impl<R: RoomTransport> Inner<R> {
    /// Send a message to the surface
    async fn send(&self, msg: SessionMessage) {
        if let Err(e) = self.tx.send(msg).await {
            warn!("Failed to send message to surface: {}", e);
        }
    }

    /// Publish a state change without blocking the caller
    fn publish_state(&self, state: SessionState, revision: u64) {
        match self.tx.try_send(SessionMessage::State { state, revision }) {
            Ok(()) => {}
            Err(TrySendError::Full(msg)) => {
                let tx = self.tx.clone();
                tokio::spawn(async move {
                    if let Err(e) = tx.send(msg).await {
                        debug!("Surface channel closed, dropping state update: {}", e);
                    }
                });
            }
            Err(TrySendError::Closed(_)) => debug!("Surface channel closed, dropping state update"),
        }
    }

    fn state(&self) -> SessionState {
        self.lifecycle.lock().state
    }

    /// Apply `from -> to` only if `generation` is still current
    fn transition(&self, generation: u64, from: SessionState, to: SessionState) -> bool {
        let revision = {
            let mut lc = self.lifecycle.lock();
            if lc.generation != generation || lc.state != from {
                return false;
            }
            lc.state = to;
            lc.revision += 1;
            if to == SessionState::Disconnected {
                lc.attempt = None;
            }
            lc.revision
        };
        debug!(?from, ?to, generation, "Session transition");
        self.publish_state(to, revision);
        true
    }

    /// Returns whether the value changed
    fn set_agent_present(&self, present: bool) -> bool {
        self.agent_present.send_if_modified(|current| {
            if *current == present {
                false
            } else {
                *current = present;
                true
            }
        })
    }

    /// Move an active session to `Disconnecting` and cancel its attempt
    ///
    /// Returns the generation the teardown belongs to, or `None` if there was
    /// nothing to end (or `expected` is no longer current).
    fn begin_end(&self, expected: Option<u64>) -> Option<u64> {
        let (generation, revision, attempt) = {
            let mut lc = self.lifecycle.lock();
            if !lc.state.is_active() || expected.is_some_and(|g| g != lc.generation) {
                return None;
            }
            lc.generation += 1;
            lc.revision += 1;
            lc.state = SessionState::Disconnecting;
            (lc.generation, lc.revision, lc.attempt.take())
        };
        if let Some(token) = attempt {
            token.cancel();
        }
        self.set_agent_present(false);
        self.publish_state(SessionState::Disconnecting, revision);
        Some(generation)
    }

    async fn finish_end(&self, generation: u64) {
        self.room.disconnect().await;
        if self.transition(
            generation,
            SessionState::Disconnecting,
            SessionState::Disconnected,
        ) {
            info!("Session ended");
        }
    }

    // ------------------------------------------------------------------------
    // Attempt
    // ------------------------------------------------------------------------

    /// Microphone and fetch+connect, concurrently
    async fn connect_session(&self, generation: u64) -> AgentResult<()> {
        let options = MicrophoneOptions {
            pre_connect_buffer: self.config.is_pre_connect_buffer_enabled,
        };
        let microphone = async {
            self.room
                .set_microphone_enabled(true, options)
                .await
                .map_err(AgentError::from)
        };
        let connect = async {
            let details = self
                .tokens
                .fetch(&TokenRequest::from_config(&self.config))
                .await?;
            debug!(room = %details.room_name, source = self.tokens.name(), "Connecting to room");
            let _room = self.room_guard.lock().await;
            self.room
                .connect(&details.server_url, &details.participant_token)
                .await?;
            self.lifecycle.lock().room_owner = Some(generation);
            Ok::<_, AgentError>(())
        };
        tokio::try_join!(microphone, connect)?;
        Ok(())
    }

    async fn run_attempt(self: Arc<Self>, generation: u64, token: CancellationToken) {
        let outcome = tokio::select! {
            biased;
            () = token.cancelled() => Err(AgentError::Stale),
            result = self.connect_session(generation) => result,
        };

        let outcome = match outcome {
            Ok(()) if token.is_cancelled() => {
                self.release_stale_room(generation).await;
                Err(AgentError::Stale)
            }
            other => other,
        };

        match outcome {
            Ok(()) => {
                if !self.transition(generation, SessionState::Connecting, SessionState::Connected) {
                    debug!(generation, "Connected attempt was superseded");
                    return;
                }
                info!(transport = self.room.name(), "Session connected");

                let permissions = PublishPermissions::from_participant(&self.room.local_permissions());
                self.send(SessionMessage::Permissions(permissions)).await;
                let available = self.room.has_agent();
                if self.set_agent_present(available) {
                    self.send(SessionMessage::AgentAvailability { available }).await;
                }

                self.await_agent(generation, &token).await;
            }
            Err(e) if e.is_stale() || token.is_cancelled() => {
                debug!(error = %e, "Dropping failure from a cancelled session attempt");
            }
            Err(e) => {
                error!(error = %e, kind = %e.kind(), "Session attempt failed");
                self.send(SessionMessage::Alert(Alert::connection_error(&e))).await;
                self.room.disconnect().await;
                self.transition(generation, SessionState::Connecting, SessionState::Disconnected);
            }
        }
    }

    /// Leave a room joined by an attempt that was cancelled meanwhile
    ///
    /// A newer attempt cannot connect while the guard is held, and one that
    /// already connected owns the room.
    async fn release_stale_room(&self, generation: u64) {
        let _room = self.room_guard.lock().await;
        if self.lifecycle.lock().room_owner != Some(generation) {
            debug!(generation, "Room belongs to a newer session, leaving it");
            return;
        }
        self.room.disconnect().await;
    }

    /// End the session if no agent shows up in time
    async fn await_agent(&self, generation: u64, token: &CancellationToken) {
        let mut present = self.agent_present.subscribe();
        let timeout = self.options.agent_join_timeout;
        let joined = async { present.wait_for(|p| *p).await.is_ok() };

        let timed_out = tokio::select! {
            () = token.cancelled() => return,
            result = tokio::time::timeout(timeout, joined) => result.is_err(),
        };
        if !timed_out {
            debug!("Agent present");
            return;
        }

        if let Some(teardown) = self.begin_end(Some(generation)) {
            warn!(timeout_secs = timeout.as_secs(), "Agent did not join the room");
            self.send(SessionMessage::Alert(Alert::agent_did_not_join())).await;
            self.finish_end(teardown).await;
        }
    }

    // ------------------------------------------------------------------------
    // Room events
    // ------------------------------------------------------------------------

    async fn react(self: Arc<Self>, mut events: broadcast::Receiver<RoomEvent>) {
        loop {
            let event = tokio::select! {
                () = self.scope.cancelled() => break,
                event = events.recv() => event,
            };
            match event {
                Ok(event) => self.handle_room_event(event).await,
                Err(broadcast::error::RecvError::Lagged(skipped)) => {
                    warn!(skipped, "Room event stream lagged");
                }
                Err(broadcast::error::RecvError::Closed) => break,
            }
        }
        debug!("Room event reactor stopped");
    }

    async fn handle_room_event(&self, event: RoomEvent) {
        match event {
            RoomEvent::Disconnected { reason } => self.on_room_disconnected(reason),
            RoomEvent::MediaDevicesError(failure) => {
                warn!(device = ?failure.device, name = %failure.name, "Media device error");
                self.send(SessionMessage::Alert(Alert::media_devices_error(&failure)))
                    .await;
            }
            RoomEvent::ChatMessage(message) => self.send(SessionMessage::Chat(message)).await,
            RoomEvent::ParticipantConnected(participant) => {
                if participant.is_agent && self.state().is_active() && self.set_agent_present(true) {
                    info!(identity = %participant.identity, "Agent joined");
                    self.send(SessionMessage::AgentAvailability { available: true })
                        .await;
                }
            }
            RoomEvent::ParticipantDisconnected { identity } => {
                let available = self.room.has_agent();
                if self.state().is_active() && self.set_agent_present(available) {
                    info!(identity = %identity, "Agent left");
                    self.send(SessionMessage::AgentAvailability { available })
                        .await;
                }
            }
            RoomEvent::PermissionsChanged(permissions) => {
                let permissions = PublishPermissions::from_participant(&permissions);
                self.send(SessionMessage::Permissions(permissions)).await;
            }
            RoomEvent::ConnectionStateChanged(state) => trace!(?state, "Room connection state"),
        }
    }

    /// The room went away under an active session
    fn on_room_disconnected(&self, reason: DisconnectReason) {
        // A client-initiated disconnect of an earlier session can arrive late
        if self.room.connection_state() == ConnectionState::Connected {
            return;
        }
        let revision = {
            let mut lc = self.lifecycle.lock();
            match lc.state {
                SessionState::Connected => {}
                // Our own teardown while connecting goes through the attempt
                SessionState::Connecting if reason != DisconnectReason::ClientInitiated => {}
                _ => return,
            }
            lc.generation += 1;
            lc.revision += 1;
            lc.state = SessionState::Disconnected;
            if let Some(token) = lc.attempt.take() {
                token.cancel();
            }
            lc.revision
        };
        info!(?reason, "Room disconnected");
        self.set_agent_present(false);
        self.publish_state(SessionState::Disconnected, revision);
    }
}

----

* [Problem to work on]:
If a line above holds the word "info", count it; then say how many such lines there are and nothing else.

* [Exercise output]:
5